For information about wait events in performance snapshot report, see Database performance snapshot report reference.

Required roles

Ensure that you have the alloydbsuperuser role. By default, AlloyDB grants the pg_monitor role to alloydbsuperuser. For more information, see PostgreSQL predefined roles.

If you prefer to use your other self-defined roles, run GRANT pg_monitor TO my_user as alloydbsuperuser first. For more information, see Update an Identity and Access Management (IAM) account with the appropriate role.

Create a snapshot of system metrics

Create a snapshot at the beginning and end of the workload you're interested in. The time interval between the two snapshots allows enough time for the workload to progress so that the system can accumulate metrics that reflect the workload. After you obtain metrics from the resulting performance snapshot report, you can take another set of snapshots and repeat the process.

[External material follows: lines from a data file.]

//! Command dispatch plumbing: error presentation, exit codes, and the
//! per-invocation context (repository handle, keystore, remote client) that
//! every command closure is handed instead of re-deriving it from `cwd`.

use std::path::PathBuf;

use cellar_lib::config;
use cellar_lib::error::Error as LibError;
use cellar_lib::keystore::RepoKeystore;
use cellar_lib::model::Project;
use cellar_lib::remote::RemoteClient;
use cellar_lib::repo::Repo;
use thiserror::Error;

use crate::ui::Ui;

/// A user-facing wrapper over every error a command can produce, carrying
/// the exit code the process should terminate with.
#[derive(Debug, Error)]
pub enum CommandError {
    #[error(transparent)]
    Lib(#[from] LibError),
    #[error("{0}")]
    Cli(String),
    #[error(transparent)]
    Clap(#[from] clap::Error),
}

impl CommandError {
    pub fn exit_code(&self) -> u8 {
        match self {
            CommandError::Clap(e) if e.exit_code() == 0 => 0,
            _ => 1,
        }
    }
}

pub type CommandResult = Result<(), CommandError>;

/// Presents a `CommandError` to the user and returns the process exit code.
pub fn handle_command_result(ui: &Ui, result: CommandResult) -> u8 {
    match result {
        Ok(()) => 0,
        Err(CommandError::Clap(e)) => {
            let _ = e.print();
            e.exit_code().clamp(0, 255) as u8
        }
        Err(e) => {
            ui.error(&e.to_string());
            1
        }
    }
}

/// Bundles the repository handle and its ancillary services so commands
/// don't each re-derive them from an ambient working directory.
pub struct CommandHelper {
    pub repo: Repo,
    pub keystore: RepoKeystore,
    pub remote: RemoteClient,
}

impl CommandHelper {
    /// Binds to the repository discovered from `cwd` (or an ancestor).
    /// Commands that don't yet have a repository (`init`, `clone`) bind
    /// directly via `Repo::at` instead.
    pub fn discover(cwd: &PathBuf) -> Result<Self, CommandError> {
        let repo = Repo::discover(cwd).map_err(LibError::from)?;
        Ok(Self::for_repo(repo))
    }

    pub fn for_repo(repo: Repo) -> Self {
        let keystore = RepoKeystore::new(repo.clone());
        let remote_url = config::remote_url(&repo).unwrap_or_else(|_| cellar_lib::remote::DEFAULT_REMOTE_URL.to_string());
        let remote = RemoteClient::new(remote_url);
        Self { repo, keystore, remote }
    }

    pub fn require_project(&self) -> Result<Project, CommandError> {
        cellar_lib::project::load(&self.repo)?
            .ok_or_else(|| CommandError::Cli("repository has no project configuration".to_string()))
    }

    pub fn current_environment(&self) -> Result<String, CommandError> {
        Ok(cellar_lib::journal::require_current_environment(&self.repo)?)
    }
}
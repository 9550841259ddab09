//! Per-environment mapping from secret key to [`Secret`] record.

use std::collections::BTreeMap;

use chrono::Utc;
use serde::Deserialize;
use serde::Serialize;

use crate::crypt;
use crate::error::Error;
use crate::error::Result;
use crate::error::SecretsError;
use crate::keystore::Keystore;
use crate::model::Secret;
use crate::repo::Repo;
use crate::repo::read_json;
use crate::repo::write_json;

/// The on-disk secret map for one environment: `key -> Secret`, persisted as
/// a single JSON object.
#[derive(Debug, Clone, Default, Serialize, Deserialize)]
#[serde(transparent)]
pub struct SecretMap(pub BTreeMap<String, Secret>);

/// What kind of journal entry a store mutation implies, per §4.4.
#[derive(Debug, Clone, Copy, PartialEq, Eq)]
pub enum StoreEffect {
    Add,
    Modify,
}

fn load(repo: &Repo, env: &str) -> Result<SecretMap> {
    read_json(&repo.secrets_file(env)).map_err(Error::from)
}

fn save(repo: &Repo, env: &str, map: &SecretMap) -> Result<()> {
    write_json(&repo.secrets_file(env), map).map_err(Error::from)
}

/// Inserts a new secret. Fails with [`SecretsError::AlreadyExists`] if `key`
/// is already present.
pub fn add_secret(
    repo: &Repo,
    keystore: &impl Keystore,
    project_id: &uuid::Uuid,
    env: &str,
    key: &str,
    plaintext: &str,
    no_secret: bool,
) -> Result<Secret> {
    let mut map = load(repo, env)?;
    if map.0.contains_key(key) {
        return Err(SecretsError::AlreadyExists(key.to_string()).into());
    }
    let secret = build_secret(keystore, project_id, key, plaintext, no_secret)?;
    map.0.insert(key.to_string(), secret.clone());
    save(repo, env, &map)?;
    Ok(secret)
}

/// Upserts a secret, returning whether it was an insert or an overwrite.
pub fn set_secret(
    repo: &Repo,
    keystore: &impl Keystore,
    project_id: &uuid::Uuid,
    env: &str,
    key: &str,
    plaintext: &str,
    no_secret: bool,
) -> Result<(Secret, StoreEffect)> {
    let mut map = load(repo, env)?;
    let effect = if map.0.contains_key(key) {
        StoreEffect::Modify
    } else {
        StoreEffect::Add
    };
    let secret = build_secret(keystore, project_id, key, plaintext, no_secret)?;
    map.0.insert(key.to_string(), secret.clone());
    save(repo, env, &map)?;
    Ok((secret, effect))
}

/// Deletes a secret. Fails with [`SecretsError::NotFound`] if absent.
pub fn remove_secret(repo: &Repo, env: &str, key: &str) -> Result<()> {
    let mut map = load(repo, env)?;
    if map.0.remove(key).is_none() {
        return Err(SecretsError::NotFound(key.to_string()).into());
    }
    save(repo, env, &map)
}

/// Lists every secret in the environment, with `projectId`/`environmentName`
/// injected into each record.
pub fn list_secrets(repo: &Repo, project_id: &uuid::Uuid, env: &str) -> Result<Vec<Secret>> {
    let map = load(repo, env)?;
    Ok(map
        .0
        .into_values()
        .map(|mut s| {
            s.project_id = Some(*project_id);
            s.environment_name = Some(env.to_string());
            s
        })
        .collect())
}

fn build_secret(
    keystore: &impl Keystore,
    project_id: &uuid::Uuid,
    key: &str,
    plaintext: &str,
    no_secret: bool,
) -> Result<Secret> {
    let now = Utc::now();
    let (value, nonce) = if no_secret {
        (plaintext.to_string(), String::new())
    } else {
        let encryption_key = crypt::load_key(keystore, project_id)?;
        crypt::encrypt_for_storage(&encryption_key, plaintext, false)?
    };
    Ok(Secret {
        key: key.to_string(),
        value,
        nonce,
        no_secret,
        created_at: now,
        updated_at: now,
        project_id: None,
        environment_name: None,
    })
}

/// Inserts an already-encrypted secret verbatim, following the `addSecret`
/// precondition (used by clone import, where the remote has already
/// encrypted the value and re-encrypting would be both wrong and impossible
/// without the plaintext). Fails with [`SecretsError::AlreadyExists`] if
/// `key` is already present.
pub fn import_secret(repo: &Repo, env: &str, secret: Secret) -> Result<()> {
    let mut map = load(repo, env)?;
    if map.0.contains_key(&secret.key) {
        return Err(SecretsError::AlreadyExists(secret.key).into());
    }
    map.0.insert(secret.key.clone(), secret);
    save(repo, env, &map)
}
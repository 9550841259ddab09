use predicates::prelude::*;

use crate::common::TestEnvironment;

#[test]
fn happy_path_commit_records_single_add_change_and_advances_local_head() {
    let env = TestEnvironment::new();
    env.cellar_cmd()
        .args(["init", "--name", "TestProject", "--description", "desc", "--environment", "dev"])
        .assert()
        .success();
    env.cellar_cmd().args(["add", "API_KEY", "super-secret"]).assert().success();
    env.cellar_cmd()
        .args(["commit", "-m", "Add API key"])
        .assert()
        .success()
        .stderr(predicate::str::contains("Committed"));

    env.cellar_cmd()
        .args(["status"])
        .assert()
        .success()
        .stdout(predicate::str::contains("No pending changes"));

    let commits_file = env.root().join(".cellar").join("envs").join("dev").join("commits");
    let commits: Vec<serde_json::Value> =
        serde_json::from_str(&std::fs::read_to_string(&commits_file).unwrap()).unwrap();
    assert_eq!(commits.len(), 1);
    let changes = commits[0]["changes"].as_array().unwrap();
    assert_eq!(changes.len(), 1);
    assert_eq!(changes[0]["type"], "add");
    assert_eq!(changes[0]["key"], "API_KEY");

    let head_file = env.root().join(".cellar").join("envs").join("dev").join("HEAD");
    let head: serde_json::Value = serde_json::from_str(&std::fs::read_to_string(&head_file).unwrap()).unwrap();
    assert_eq!(head["localHead"], commits[0]["id"]);
}

#[test]
fn log_lists_newest_first_and_marks_head() {
    let env = TestEnvironment::new();
    env.cellar_cmd().args(["init", "--name", "proj", "--environment", "dev"]).assert().success();
    env.cellar_cmd().args(["add", "A", "1"]).assert().success();
    env.cellar_cmd().args(["commit", "-m", "first"]).assert().success();
    env.cellar_cmd().args(["add", "B", "2"]).assert().success();
    env.cellar_cmd().args(["commit", "-m", "second"]).assert().success();

    let output = env.cellar_cmd().args(["log"]).assert().success();
    let stdout = String::from_utf8(output.get_output().stdout.clone()).unwrap();
    let lines: Vec<&str> = stdout.lines().collect();
    assert_eq!(lines.len(), 2);
    assert!(lines[0].contains("second"));
    assert!(lines[0].contains("HEAD"));
    assert!(lines[1].contains("first"));
}
//! Engine for `cellar`: a local, Git-shaped version-control system for
//! secrets. Owns the on-disk repository layout, the encrypted secrets store,
//! the append-only per-environment commit log, deterministic state replay,
//! and remote push/clone sync. Carries no CLI concerns; see `cellar-cli` for
//! the frontend.

pub mod auth;
pub mod commit;
pub mod config;
pub mod crypt;
pub mod error;
pub mod export;
pub mod file_util;
pub mod journal;
pub mod keystore;
pub mod model;
pub mod project;
pub mod remote;
pub mod repo;
pub mod secrets;
pub mod state;

pub use error::Error;
pub use error::Result;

  1. Connect a psql client to an AlloyDB instance..
  2. Run SELECT perfsnap.snap(). The output looks similar to the following:

    postgres=# select perfsnap.snap();
     snap
    ------
        1
    (1 row)
    

View a list of snapshots

  1. Connect a psql client to an AlloyDB instance..
  2. Run SELECT * FROM perfsnap.g$snapshots. The output looks similar to the following:

    postgres=# select * from perfsnap.g$snapshots;
     snap_id |           snap_time           | instance_id | node_id | snap_description | snap_type | is_baseline
    ---------+-------------------------------+-------------+---------+------------------+-----------+-------------
           1 | 2023-11-13 22:13:43.159237+00 | sr-primary  |         | Manual snapshot  | Manual    | f
           2 | 2023-11-13 22:53:40.49565+00  | sr-primary  |         | Automatic snapshot| Automatic | f
    (2 rows)
    

Generate a snapshot report

To generate a report that captures the difference between snapshots 1 and 2, for example, run
SELECT perfsnap.report(1,2).

The second snapshot in a differential operation doesn't need to immediately follow the first snapshot. However, make sure you capture the second snapshot in the differential after the first snapshot.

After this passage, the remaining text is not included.